Project Summary/Abstract MYC-driven medulloblastomas are a particularly devastating group of pediatric brain tumors that exhibit resistance and continued progression despite standard of care treatments. Our preclinical work[1] identified BET-bromodomain inhibitors as a potentially promising new class of drugs for children with medulloblastoma (MB) and other MYC-driven cancers, providing rationale to evaluate these agents in clinical trials. However, treatment with BET inhibitor (BETi) alone is unlikely to be sufficient for a cure, with most tumors evolving to acquire resistance to single-agent targeted therapies. An attractive strategy to overcoming therapy resistance is to identify and exploit new vulnerabilities that exist in drug-tolerant cells. Metabolic pathways are of particular interest in this context as they often rely on few essential enzymes, are frequently “rewired” in cancer cells vs. normal cells, support and drive adaptive resistance to drug, provide essential survival capabilities, and can be easily targeted with pharmacologic inhibitors[3]. Our previous work applied an integrative genomics approach to identify genes and pathways mediating BETi response in MB[2]. These studies revealed that MYC-driven MB cells with acquired resistance to BETi reinstate transcription of essential genes suppressed by drug and exhibit changes in cell-state and new vulnerabilities not present in drug-sensitive cells. We now have a growing body of evidence showing that BET inhibition downregulates the expression of key lipid metabolism genes and metabolism-related signaling pathways, and that MB cells with adaptive resistance to BETi differentially express and exhibit preferential dependency on specific lipid metabolic genes and transcriptional regulators. These findings led me to hypothesize that metabolic reprogramming creates novel vulnerabilities in BETi drug- tolerant MB cells that can be targeted to overcome resistance. The studies described herein will characterize the altered lipid metabolism of BETi-resistant MB cells, assess the impact of BETi-driven metabolic rewiring on cell signaling and the resistance phenotype, and investigate the possibility of exploiting lipid metabolic dependencies as a novel approach to overcome resistance to BETi-targeted therapy.

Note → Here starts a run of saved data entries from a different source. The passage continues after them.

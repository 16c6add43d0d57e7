//! Clip upload
//!
//! `POST {api_base}/upload/{invite_id}` with the clip in the multipart field
//! `file`. Failures are reported to the caller and never retried here.

use super::transport::{FormPart, HttpRequest, HttpTransport, TransportError};
use crate::capture::Clip;
use serde::{Deserialize, Serialize};
use std::path::Path;
use std::sync::Arc;
use std::time::Duration;
use thiserror::Error;

/// Upload errors
#[derive(Error, Debug, Clone, PartialEq, Eq)]
pub enum UploadError {
    #[error("Invalid invite ID")]
    InvalidInvite,

    #[error("Upload failed: {0}")]
    NetworkError(#[from] TransportError),

    #[error("Upload failed (HTTP {status}): {body}")]
    ServerRejected { status: u16, body: String },

    #[error("Could not read video file: {0}")]
    File(String),
}

/// Server acknowledgement of an upload
#[derive(Debug, Clone, PartialEq, Eq, Serialize, Deserialize)]
#[serde(rename_all = "camelCase")]
pub struct UploadAck {
    #[serde(default = "default_status")]
    pub status: String,
    #[serde(default)]
    pub video_url: Option<String>,
}

fn default_status() -> String {
    "uploaded".to_string()
}

impl Default for UploadAck {
    fn default() -> Self {
        Self {
            status: default_status(),
            video_url: None,
        }
    }
}

/// Sends finished clips to the screening API
#[derive(Clone)]
pub struct UploadClient {
    transport: Arc<dyn HttpTransport>,
    api_base: String,
    timeout: Duration,
}

impl UploadClient {
    pub fn new(transport: Arc<dyn HttpTransport>, api_base: &str, timeout: Duration) -> Self {
        Self {
            transport,
            api_base: api_base.trim_end_matches('/').to_string(),
            timeout,
        }
    }

    pub fn api_base(&self) -> &str {
        &self.api_base
    }

    /// Endpoint for an invite; the id is percent-encoded as one path segment
    pub fn upload_url(&self, invite_id: &str) -> String {
        format!("{}/upload/{}", self.api_base, urlencoding::encode(invite_id))
    }

    /// Upload a clip, consuming it
    pub async fn upload(&self, clip: Clip, invite_id: &str) -> Result<UploadAck, UploadError> {
        let file_name = format!("{}.{}", urlencoding::encode(invite_id.trim()), clip.extension());
        let content_type = clip.mime_type().to_string();
        self.send(invite_id, file_name, content_type, clip.bytes().into())
            .await
    }

    /// Upload a video file picked from disk
    pub async fn upload_file(&self, path: &Path, invite_id: &str) -> Result<UploadAck, UploadError> {
        let data = tokio::fs::read(path)
            .await
            .map_err(|e| UploadError::File(format!("{}: {e}", path.display())))?;
        let file_name = path
            .file_name()
            .map(|n| n.to_string_lossy().to_string())
            .unwrap_or_else(|| format!("{}.webm", urlencoding::encode(invite_id.trim())));
        let content_type = mime_for_path(path).to_string();
        self.send(invite_id, file_name, content_type, data.into()).await
    }

    async fn send(
        &self,
        invite_id: &str,
        file_name: String,
        content_type: String,
        data: Arc<[u8]>,
    ) -> Result<UploadAck, UploadError> {
        let invite_id = invite_id.trim();
        if invite_id.is_empty() {
            return Err(UploadError::InvalidInvite);
        }

        let url = self.upload_url(invite_id);
        let size = data.len();
        let request = HttpRequest::post_multipart(
            url.clone(),
            vec![FormPart {
                name: "file".to_string(),
                file_name: Some(file_name),
                content_type: Some(content_type),
                data,
            }],
        )
        .with_timeout(self.timeout);

        tracing::info!("Uploading {} bytes to {}", size, url);
        let response = self.transport.send(request).await?;

        if !response.is_success() {
            let text = response.text();
            let body = if text.trim().is_empty() {
                response.reason.clone().unwrap_or_default()
            } else {
                text
            };
            tracing::warn!("Upload to {} rejected with {}: {}", url, response.status, body);
            return Err(UploadError::ServerRejected {
                status: response.status,
                body,
            });
        }

        let ack = serde_json::from_slice::<UploadAck>(&response.body).unwrap_or_default();
        tracing::info!("Upload to {} accepted ({})", url, ack.status);
        Ok(ack)
    }
}

fn mime_for_path(path: &Path) -> &'static str {
    match path
        .extension()
        .and_then(|e| e.to_str())
        .map(str::to_ascii_lowercase)
        .as_deref()
    {
        Some("webm") => "video/webm",
        Some("mp4") | Some("m4v") => "video/mp4",
        Some("mov") => "video/quicktime",
        Some("mkv") => "video/x-matroska",
        _ => "application/octet-stream",
    }
}
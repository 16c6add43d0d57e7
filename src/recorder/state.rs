//! Recording state management
//!
//! Defines the lifecycle states, recorder settings and the serializable
//! snapshot handed to the frontend.

use serde::{Deserialize, Serialize};
use std::time::Duration;

/// Lifecycle state of a recording session
#[derive(Debug, Clone, Copy, PartialEq, Eq, Hash, Serialize, Deserialize, Default)]
#[serde(rename_all = "lowercase")]
pub enum RecordingState {
    /// Nothing recorded yet, or reset after an outcome
    #[default]
    Idle,
    /// Encoder running, timer ticking
    Recording,
    /// Clip finalized and held for upload
    Stopped,
    /// Upload in flight
    Uploading,
    /// Upload acknowledged by the server
    Uploaded,
    /// Upload or encoder failure
    Error,
}

impl RecordingState {
    pub fn as_str(&self) -> &'static str {
        match self {
            RecordingState::Idle => "idle",
            RecordingState::Recording => "recording",
            RecordingState::Stopped => "stopped",
            RecordingState::Uploading => "uploading",
            RecordingState::Uploaded => "uploaded",
            RecordingState::Error => "error",
        }
    }

    /// States a reset may leave from
    pub fn is_resettable(&self) -> bool {
        matches!(
            self,
            RecordingState::Stopped | RecordingState::Uploaded | RecordingState::Error
        )
    }
}

impl std::fmt::Display for RecordingState {
    fn fmt(&self, f: &mut std::fmt::Formatter<'_>) -> std::fmt::Result {
        f.write_str(self.as_str())
    }
}

/// Recorder settings
#[derive(Debug, Clone, PartialEq, Eq, Serialize, Deserialize)]
#[serde(rename_all = "camelCase")]
pub struct RecorderConfig {
    /// Recording stops automatically once this many seconds have elapsed
    pub max_seconds: u32,

    /// Container/codec requested from the encoder
    pub mime_type: String,

    /// Timer granularity
    #[serde(skip, default = "default_tick_period")]
    pub tick_period: Duration,
}

fn default_tick_period() -> Duration {
    Duration::from_secs(1)
}

impl Default for RecorderConfig {
    fn default() -> Self {
        Self {
            max_seconds: 120,
            mime_type: "video/webm".to_string(),
            tick_period: default_tick_period(),
        }
    }
}

impl From<&crate::config::AppConfig> for RecorderConfig {
    fn from(config: &crate::config::AppConfig) -> Self {
        Self {
            max_seconds: config.max_recording_secs.max(1),
            mime_type: config.mime_type.clone(),
            tick_period: default_tick_period(),
        }
    }
}

/// Point-in-time view of a session
#[derive(Debug, Clone, PartialEq, Serialize, Deserialize)]
#[serde(rename_all = "camelCase")]
pub struct RecordingSnapshot {
    pub session_id: String,
    pub state: RecordingState,
    pub elapsed_secs: u32,
    pub max_secs: u32,
    pub clip_bytes: Option<usize>,
    pub last_error: Option<String>,
    pub disabled: bool,
}

impl RecordingSnapshot {
    /// Elapsed share of the maximum, clamped to 100
    pub fn progress_percent(&self) -> f64 {
        if self.max_secs == 0 {
            return 100.0;
        }
        (f64::from(self.elapsed_secs) / f64::from(self.max_secs) * 100.0).min(100.0)
    }

    pub fn max_reached(&self) -> bool {
        self.elapsed_secs >= self.max_secs
    }
}
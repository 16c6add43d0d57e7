//! Recruiter dashboard commands

use crate::api::invites::QuickTag;
use crate::api::upload::UploadAck;
use crate::utils::error::ErrorResponse;
use crate::views::{DashboardModel, DashboardView};
use std::path::PathBuf;
use tauri::State;
use tauri_plugin_shell::ShellExt;
use tokio::sync::Mutex;

/// Application state for the dashboard
pub struct DashboardState {
    pub view: Mutex<DashboardView>,
}

impl DashboardState {
    pub fn new(view: DashboardView) -> Self {
        Self {
            view: Mutex::new(view),
        }
    }
}

/// Get the rendered dashboard
#[tauri::command]
pub async fn get_dashboard(state: State<'_, DashboardState>) -> Result<DashboardModel, ErrorResponse> {
    Ok(state.view.lock().await.render())
}

/// Select an invite and load it
#[tauri::command]
pub async fn load_invite(
    state: State<'_, DashboardState>,
    invite_id: String,
) -> Result<DashboardModel, ErrorResponse> {
    let mut view = state.view.lock().await;
    view.set_invite_id(&invite_id);
    view.load().await?;
    Ok(view.render())
}

#[tauri::command]
pub async fn create_invite(state: State<'_, DashboardState>) -> Result<DashboardModel, ErrorResponse> {
    let mut view = state.view.lock().await;
    view.create().await?;
    Ok(view.render())
}

/// Add a typed tag
#[tauri::command]
pub async fn add_tag(state: State<'_, DashboardState>, tag: String) -> Result<DashboardModel, ErrorResponse> {
    let mut view = state.view.lock().await;
    view.set_tag_draft(&tag);
    view.add_tag().await?;
    Ok(view.render())
}

#[tauri::command]
pub async fn quick_tag(state: State<'_, DashboardState>, tag: QuickTag) -> Result<DashboardModel, ErrorResponse> {
    let mut view = state.view.lock().await;
    view.quick_tag(tag).await?;
    Ok(view.render())
}

#[tauri::command]
pub async fn remove_tag(state: State<'_, DashboardState>, tag: String) -> Result<DashboardModel, ErrorResponse> {
    let mut view = state.view.lock().await;
    view.remove_tag(&tag).await?;
    Ok(view.render())
}

/// Upload a file picked with the dialog plugin
#[tauri::command]
pub async fn upload_video_file(
    state: State<'_, DashboardState>,
    path: PathBuf,
) -> Result<UploadAck, ErrorResponse> {
    let mut view = state.view.lock().await;
    Ok(view.upload_file(&path).await?)
}

/// Open the candidate link in the system browser
#[tauri::command]
pub async fn open_invite_link(app: tauri::AppHandle, state: State<'_, DashboardState>) -> Result<(), String> {
    let link = state.view.lock().await.invite_link();
    tracing::info!("Opening invite link {}", link);
    #[allow(deprecated)]
    app.shell().open(link, None).map_err(|e| e.to_string())
}
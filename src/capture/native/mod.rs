//! Native capture backend (nokhwa/cpal discovery, FFmpeg encoding)

pub mod devices;
pub mod ffmpeg;

pub use devices::{list_cameras, list_microphones, NativeDevices};
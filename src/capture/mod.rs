//! Camera and microphone capture
//!
//! `traits` defines the device seams, `media` owns the live stream and the
//! encoded-chunk buffer, and `native` (feature `native-capture`) provides
//! the real device backend.

pub mod media;
pub mod traits;

#[cfg(feature = "native-capture")]
pub mod native;

pub use media::{extension_for_mime, Clip, MediaCapture};
pub use traits::{
    AudioDeviceInfo, CameraInfo, CaptureError, CaptureResult, ChunkSink, EncoderHandle,
    MediaConstraints, MediaDevices, MediaStream, StreamInfo,
};
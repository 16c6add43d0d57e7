//! Invite records
//!
//! [`InviteDataClient`] wraps the four GraphQL operations on invites. Every
//! successful mutation is followed by a fresh `video` query, and only that
//! re-fetch updates the local cache. There is no optimistic update.

use super::graphql::{GraphqlClient, GraphqlError, ADD_TAG, CREATE_INVITE, GET_VIDEO, REMOVE_TAG};
use parking_lot::RwLock;
use serde::{Deserialize, Serialize};
use serde_json::json;
use std::collections::{BTreeSet, HashMap};
use thiserror::Error;

/// Invite data errors
#[derive(Error, Debug, Clone, PartialEq, Eq)]
pub enum InviteError {
    #[error("Invalid invite ID")]
    InvalidInvite,

    #[error("Invite not found: {0}")]
    NotFound(String),

    #[error("Invite already exists: {0}")]
    AlreadyExists(String),

    #[error("Tag must not be empty")]
    EmptyTag,

    #[error(transparent)]
    Graphql(#[from] GraphqlError),
}

pub type InviteResult<T> = Result<T, InviteError>;

/// A recruiter-created invite as the server reports it
#[derive(Debug, Clone, PartialEq, Eq, Serialize, Deserialize)]
#[serde(rename_all = "camelCase")]
pub struct Invite {
    pub invite_id: String,
    #[serde(default)]
    pub url: Option<String>,
    #[serde(default)]
    pub tags: BTreeSet<String>,
}

impl Invite {
    pub fn has_video(&self) -> bool {
        self.url.as_deref().is_some_and(|u| !u.is_empty())
    }

    /// Playable URL for the uploaded video. Server-relative paths such as
    /// `app/uploads/x.webm` are joined onto `api_base`.
    pub fn playback_url(&self, api_base: &str) -> Option<String> {
        let url = self.url.as_deref().filter(|u| !u.is_empty())?;
        if url.starts_with("http://") || url.starts_with("https://") {
            Some(url.to_string())
        } else {
            Some(format!(
                "{}/{}",
                api_base.trim_end_matches('/'),
                url.trim_start_matches('/')
            ))
        }
    }
}

/// One-click tags offered on the dashboard
#[derive(Debug, Clone, Copy, PartialEq, Eq, Hash, Serialize, Deserialize)]
pub enum QuickTag {
    Proceed,
    Revisit,
    Reject,
}

impl QuickTag {
    pub const ALL: [QuickTag; 3] = [QuickTag::Proceed, QuickTag::Revisit, QuickTag::Reject];

    pub fn as_str(&self) -> &'static str {
        match self {
            QuickTag::Proceed => "Proceed",
            QuickTag::Revisit => "Revisit",
            QuickTag::Reject => "Reject",
        }
    }
}

impl std::fmt::Display for QuickTag {
    fn fmt(&self, f: &mut std::fmt::Formatter<'_>) -> std::fmt::Result {
        f.write_str(self.as_str())
    }
}

#[derive(Deserialize)]
struct VideoData {
    video: Option<Invite>,
}

#[derive(Deserialize)]
#[serde(rename_all = "camelCase")]
struct CreateData {
    create_invite: CreateResult,
}

/// `createInvite` answers either a flag or the id of the stored invite
#[derive(Deserialize)]
#[serde(untagged)]
enum CreateResult {
    Flag(bool),
    Id(String),
}

impl CreateResult {
    fn created(&self) -> bool {
        match self {
            CreateResult::Flag(created) => *created,
            CreateResult::Id(_) => true,
        }
    }
}

#[derive(Deserialize)]
#[serde(rename_all = "camelCase")]
struct AddTagData {
    add_tag: Option<Invite>,
}

#[derive(Deserialize)]
#[serde(rename_all = "camelCase")]
struct RemoveTagData {
    remove_tag: Option<Invite>,
}

/// GraphQL-backed accessor for invites with a re-fetch cache
pub struct InviteDataClient {
    graphql: GraphqlClient,
    cache: RwLock<HashMap<String, Invite>>,
}

impl InviteDataClient {
    pub fn new(graphql: GraphqlClient) -> Self {
        Self {
            graphql,
            cache: RwLock::new(HashMap::new()),
        }
    }

    /// Last fetched copy of an invite
    pub fn cached(&self, invite_id: &str) -> Option<Invite> {
        self.cache.read().get(invite_id.trim()).cloned()
    }

    /// Fetch an invite; `None` if it has not been created
    pub async fn get(&self, invite_id: &str) -> InviteResult<Option<Invite>> {
        let id = normalize_id(invite_id)?;
        tracing::debug!("Fetching invite {}", id);

        let data: VideoData = self.graphql.execute(GET_VIDEO, json!({ "id": id })).await?;
        let mut cache = self.cache.write();
        match &data.video {
            Some(invite) => {
                cache.insert(id.to_string(), invite.clone());
            }
            None => {
                cache.remove(id);
            }
        }
        Ok(data.video)
    }

    /// Create an invite. Fails with [`InviteError::AlreadyExists`] if the id
    /// is taken.
    pub async fn create(&self, invite_id: &str) -> InviteResult<()> {
        let id = normalize_id(invite_id)?;
        tracing::info!("Creating invite {}", id);

        let created = match self
            .graphql
            .execute::<_, CreateData>(CREATE_INVITE, json!({ "id": id }))
            .await
        {
            Ok(data) => data.create_invite.created(),
            Err(e) if e.has_code("ALREADY_EXISTS") => false,
            Err(e) => return Err(e.into()),
        };
        if !created {
            tracing::warn!("Invite {} already exists", id);
            return Err(InviteError::AlreadyExists(id.to_string()));
        }

        self.get(id).await?;
        Ok(())
    }

    /// Add a tag and return the re-fetched invite
    pub async fn add_tag(&self, invite_id: &str, tag: &str) -> InviteResult<Invite> {
        let id = normalize_id(invite_id)?;
        let tag = normalize_tag(tag)?;
        tracing::info!("Adding tag '{}' to invite {}", tag, id);

        let result = self
            .graphql
            .execute::<_, AddTagData>(ADD_TAG, json!({ "id": id, "tag": tag }))
            .await
            .map(|d| d.add_tag);
        self.refetch_after(id, result).await
    }

    /// Remove a tag and return the re-fetched invite
    pub async fn remove_tag(&self, invite_id: &str, tag: &str) -> InviteResult<Invite> {
        let id = normalize_id(invite_id)?;
        let tag = normalize_tag(tag)?;
        tracing::info!("Removing tag '{}' from invite {}", tag, id);

        let result = self
            .graphql
            .execute::<_, RemoveTagData>(REMOVE_TAG, json!({ "id": id, "tag": tag }))
            .await
            .map(|d| d.remove_tag);
        self.refetch_after(id, result).await
    }

    async fn refetch_after(
        &self,
        id: &str,
        mutation: Result<Option<Invite>, GraphqlError>,
    ) -> InviteResult<Invite> {
        match mutation {
            Ok(Some(_)) => {}
            Ok(None) => return Err(InviteError::NotFound(id.to_string())),
            Err(e) if e.has_code("NOT_FOUND") => return Err(InviteError::NotFound(id.to_string())),
            Err(e) => return Err(e.into()),
        }

        self.get(id)
            .await?
            .ok_or_else(|| InviteError::NotFound(id.to_string()))
    }
}

fn normalize_id(invite_id: &str) -> InviteResult<&str> {
    let id = invite_id.trim();
    if id.is_empty() {
        Err(InviteError::InvalidInvite)
    } else {
        Ok(id)
    }
}

fn normalize_tag(tag: &str) -> InviteResult<&str> {
    let tag = tag.trim();
    if tag.is_empty() {
        Err(InviteError::EmptyTag)
    } else {
        Ok(tag)
    }
}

项目摘要/摘要 MYC驱动的髓母细胞瘤是一组特别毁灭性的儿科脑肿瘤 阻力和持续进展目的地护理治疗标准。我们确定的临床前工作[1] BET-溴结构域抑制剂是髓母细胞瘤儿童的潜在有前途的新药物 （MB）和其他由MYC驱动的癌症，提供了在临床试验中评估这些药物的理由。然而， 仅使用BET抑制剂（BETI）治疗就不足以治愈，大多数肿瘤都会发展为 获得对单药靶向疗法的抵抗力。克服治疗抗性的有吸引力的策略 是识别和利用耐药细胞中存在的新漏洞。代谢途径特别 在这种情况下，人们的兴趣通常依赖于很少的基本酶，在癌细胞与癌细胞中经常“重新连接”。 正常细胞，支持和驱动对药物的适应性抗性，提供必不可少的生存能力，并且可以是 很容易用药物学抑制剂靶向[3]。我们以前的工作将综合基因组学方法应用于 确定MB中介导BETI反应的基因和途径[2]。这些研究表明，MYC驱动的MB 对BETI的耐药性的细胞恢复了被药物抑制的必需基因的转录 药物敏感细胞中不存在细胞状态和新漏洞的变化。我们现在的身体增长 证据表明，抑制下注降低了关键脂质代谢基因的表达和 代谢相关的信号通路，并且具有自适应抗BETI的MB细胞差异化 表达和表现出对特定脂质代谢基因和转录调节剂的优先依赖性。 这些发现使我假设代谢重编程在Beti药物中产生了新的脆弱性 - 可以针对克服抗性的耐受性MB细胞。本文描述的研究将表征 抗Beti耐药的MB细胞的脂质代谢改变了，评估了Beti驱动的代谢重新布线对 细胞信号传导和电阻表型，并研究利用脂质代谢的可能性 依赖性是一种克服对贝蒂靶向疗法的抵抗力的新方法。